* _What needs to be done_: From the entries below, copy every line where the string "Decrement" appears.

Start of Source material

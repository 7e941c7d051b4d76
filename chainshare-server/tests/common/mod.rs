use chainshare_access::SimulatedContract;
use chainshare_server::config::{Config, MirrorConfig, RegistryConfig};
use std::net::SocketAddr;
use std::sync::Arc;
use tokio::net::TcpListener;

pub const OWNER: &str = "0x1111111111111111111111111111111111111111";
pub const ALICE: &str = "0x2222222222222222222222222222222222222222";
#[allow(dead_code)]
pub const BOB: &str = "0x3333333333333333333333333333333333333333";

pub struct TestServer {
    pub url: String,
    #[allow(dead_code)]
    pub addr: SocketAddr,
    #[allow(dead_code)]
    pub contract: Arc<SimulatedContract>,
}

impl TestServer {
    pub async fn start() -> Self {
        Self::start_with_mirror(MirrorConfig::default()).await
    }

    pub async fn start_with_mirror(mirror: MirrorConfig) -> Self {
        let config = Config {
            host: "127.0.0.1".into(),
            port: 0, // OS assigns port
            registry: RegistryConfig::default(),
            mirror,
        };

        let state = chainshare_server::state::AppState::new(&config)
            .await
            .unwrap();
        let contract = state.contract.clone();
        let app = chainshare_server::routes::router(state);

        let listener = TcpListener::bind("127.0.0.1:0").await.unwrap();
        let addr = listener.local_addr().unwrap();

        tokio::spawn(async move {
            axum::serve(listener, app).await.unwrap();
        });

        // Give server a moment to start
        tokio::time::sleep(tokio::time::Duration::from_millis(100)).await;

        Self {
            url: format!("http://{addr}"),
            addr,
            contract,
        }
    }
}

End of Source material
Start of Source material

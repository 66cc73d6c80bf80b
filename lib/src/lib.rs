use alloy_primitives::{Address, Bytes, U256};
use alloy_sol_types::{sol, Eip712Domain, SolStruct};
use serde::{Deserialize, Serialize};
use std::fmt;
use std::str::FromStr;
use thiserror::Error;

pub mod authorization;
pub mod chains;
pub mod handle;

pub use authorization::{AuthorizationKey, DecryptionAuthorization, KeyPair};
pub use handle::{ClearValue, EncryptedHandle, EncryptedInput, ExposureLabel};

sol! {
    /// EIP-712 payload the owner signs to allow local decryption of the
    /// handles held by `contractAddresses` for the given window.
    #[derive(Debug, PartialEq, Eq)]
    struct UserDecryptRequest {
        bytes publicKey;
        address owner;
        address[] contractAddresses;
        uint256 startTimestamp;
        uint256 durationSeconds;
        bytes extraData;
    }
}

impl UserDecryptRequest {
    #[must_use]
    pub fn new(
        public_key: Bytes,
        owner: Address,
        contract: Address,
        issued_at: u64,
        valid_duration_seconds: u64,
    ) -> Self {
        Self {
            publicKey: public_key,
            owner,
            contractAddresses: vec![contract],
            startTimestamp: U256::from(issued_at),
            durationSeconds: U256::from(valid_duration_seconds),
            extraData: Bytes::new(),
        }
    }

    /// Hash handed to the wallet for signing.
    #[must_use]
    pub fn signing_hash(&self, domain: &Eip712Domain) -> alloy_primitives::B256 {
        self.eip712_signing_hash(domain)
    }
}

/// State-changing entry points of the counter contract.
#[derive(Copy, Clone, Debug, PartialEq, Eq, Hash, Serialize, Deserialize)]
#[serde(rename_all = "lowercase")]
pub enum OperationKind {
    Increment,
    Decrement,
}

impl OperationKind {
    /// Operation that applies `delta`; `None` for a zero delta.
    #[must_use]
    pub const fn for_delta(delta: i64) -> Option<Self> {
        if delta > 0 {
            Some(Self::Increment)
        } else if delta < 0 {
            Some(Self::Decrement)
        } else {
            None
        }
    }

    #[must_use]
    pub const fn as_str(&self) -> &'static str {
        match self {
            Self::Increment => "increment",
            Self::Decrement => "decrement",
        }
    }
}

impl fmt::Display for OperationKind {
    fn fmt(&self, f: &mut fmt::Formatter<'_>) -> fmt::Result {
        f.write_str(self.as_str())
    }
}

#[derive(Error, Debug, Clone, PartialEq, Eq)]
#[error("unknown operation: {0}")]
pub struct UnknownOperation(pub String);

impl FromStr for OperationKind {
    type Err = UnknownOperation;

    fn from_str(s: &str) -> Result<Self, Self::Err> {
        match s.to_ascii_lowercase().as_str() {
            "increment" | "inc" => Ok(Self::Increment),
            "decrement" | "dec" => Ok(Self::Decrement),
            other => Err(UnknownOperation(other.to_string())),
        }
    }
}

End of Source material
Start of Source material

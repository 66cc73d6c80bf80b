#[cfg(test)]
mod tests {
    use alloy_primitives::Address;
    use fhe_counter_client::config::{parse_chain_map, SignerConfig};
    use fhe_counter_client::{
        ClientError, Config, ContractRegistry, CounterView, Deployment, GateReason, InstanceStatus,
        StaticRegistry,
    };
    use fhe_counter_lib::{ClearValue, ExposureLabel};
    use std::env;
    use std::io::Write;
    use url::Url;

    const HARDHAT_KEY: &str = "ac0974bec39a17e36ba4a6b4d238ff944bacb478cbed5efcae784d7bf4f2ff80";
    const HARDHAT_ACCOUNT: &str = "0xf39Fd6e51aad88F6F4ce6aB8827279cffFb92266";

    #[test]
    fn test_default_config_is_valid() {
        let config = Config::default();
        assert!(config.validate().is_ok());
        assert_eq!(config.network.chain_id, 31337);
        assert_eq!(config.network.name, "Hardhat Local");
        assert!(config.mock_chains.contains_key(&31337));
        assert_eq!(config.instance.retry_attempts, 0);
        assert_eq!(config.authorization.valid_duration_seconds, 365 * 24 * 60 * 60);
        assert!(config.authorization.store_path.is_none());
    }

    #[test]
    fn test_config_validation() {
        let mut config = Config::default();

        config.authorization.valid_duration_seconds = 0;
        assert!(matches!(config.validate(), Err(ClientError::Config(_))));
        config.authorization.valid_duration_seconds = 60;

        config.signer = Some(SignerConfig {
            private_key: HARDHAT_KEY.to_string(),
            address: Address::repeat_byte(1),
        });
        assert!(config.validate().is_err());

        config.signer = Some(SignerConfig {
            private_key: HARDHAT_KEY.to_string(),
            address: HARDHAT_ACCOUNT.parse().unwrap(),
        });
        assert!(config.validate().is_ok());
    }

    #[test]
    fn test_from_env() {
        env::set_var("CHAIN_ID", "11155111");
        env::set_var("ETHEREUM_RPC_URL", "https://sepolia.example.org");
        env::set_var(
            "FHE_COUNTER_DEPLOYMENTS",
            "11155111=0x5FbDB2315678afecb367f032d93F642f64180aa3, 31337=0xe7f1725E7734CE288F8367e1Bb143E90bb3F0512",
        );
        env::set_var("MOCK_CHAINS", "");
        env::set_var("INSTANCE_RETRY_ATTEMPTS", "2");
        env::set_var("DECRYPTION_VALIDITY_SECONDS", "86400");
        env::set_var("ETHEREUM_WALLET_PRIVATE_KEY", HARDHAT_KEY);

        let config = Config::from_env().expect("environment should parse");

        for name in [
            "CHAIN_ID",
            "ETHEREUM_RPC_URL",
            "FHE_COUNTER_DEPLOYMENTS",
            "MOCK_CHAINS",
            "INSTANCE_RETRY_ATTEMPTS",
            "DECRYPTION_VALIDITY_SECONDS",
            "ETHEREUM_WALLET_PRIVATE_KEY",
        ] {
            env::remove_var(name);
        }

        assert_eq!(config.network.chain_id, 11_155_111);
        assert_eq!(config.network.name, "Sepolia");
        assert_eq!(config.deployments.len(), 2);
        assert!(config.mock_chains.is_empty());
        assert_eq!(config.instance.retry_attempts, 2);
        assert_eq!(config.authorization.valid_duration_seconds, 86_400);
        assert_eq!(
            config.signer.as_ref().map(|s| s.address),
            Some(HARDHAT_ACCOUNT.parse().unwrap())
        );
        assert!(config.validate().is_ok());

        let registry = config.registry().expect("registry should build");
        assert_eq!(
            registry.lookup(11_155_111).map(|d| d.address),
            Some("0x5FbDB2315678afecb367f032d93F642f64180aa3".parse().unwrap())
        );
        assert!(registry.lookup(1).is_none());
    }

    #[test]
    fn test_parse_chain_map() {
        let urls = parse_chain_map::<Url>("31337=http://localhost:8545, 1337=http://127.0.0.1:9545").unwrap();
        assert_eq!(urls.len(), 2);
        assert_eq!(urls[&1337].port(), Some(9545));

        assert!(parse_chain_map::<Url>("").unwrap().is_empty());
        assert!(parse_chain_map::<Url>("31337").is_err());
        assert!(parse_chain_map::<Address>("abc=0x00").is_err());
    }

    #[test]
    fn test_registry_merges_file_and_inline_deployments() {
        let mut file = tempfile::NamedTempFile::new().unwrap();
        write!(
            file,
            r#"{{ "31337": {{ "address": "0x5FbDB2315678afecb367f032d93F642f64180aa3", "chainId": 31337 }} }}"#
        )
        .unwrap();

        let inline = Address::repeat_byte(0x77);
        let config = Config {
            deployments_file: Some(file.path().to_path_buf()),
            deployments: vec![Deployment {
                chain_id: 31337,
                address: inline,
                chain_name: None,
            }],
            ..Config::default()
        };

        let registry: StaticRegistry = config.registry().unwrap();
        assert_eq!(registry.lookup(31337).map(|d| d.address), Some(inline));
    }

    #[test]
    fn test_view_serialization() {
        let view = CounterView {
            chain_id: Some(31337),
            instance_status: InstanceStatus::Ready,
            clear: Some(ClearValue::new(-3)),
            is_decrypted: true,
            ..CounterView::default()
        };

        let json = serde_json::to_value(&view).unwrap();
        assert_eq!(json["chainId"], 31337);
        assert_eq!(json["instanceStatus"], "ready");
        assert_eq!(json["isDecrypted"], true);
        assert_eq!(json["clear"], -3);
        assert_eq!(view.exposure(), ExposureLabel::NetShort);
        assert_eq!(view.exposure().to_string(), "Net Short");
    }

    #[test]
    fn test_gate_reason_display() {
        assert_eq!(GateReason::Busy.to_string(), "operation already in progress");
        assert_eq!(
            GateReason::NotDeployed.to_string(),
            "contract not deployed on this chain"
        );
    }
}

End of Source material

* _Exercise output_:
    Decrement,
            Some(Self::Decrement)
            Self::Decrement => "decrement",
            "decrement" | "dec" => Ok(Self::Decrement),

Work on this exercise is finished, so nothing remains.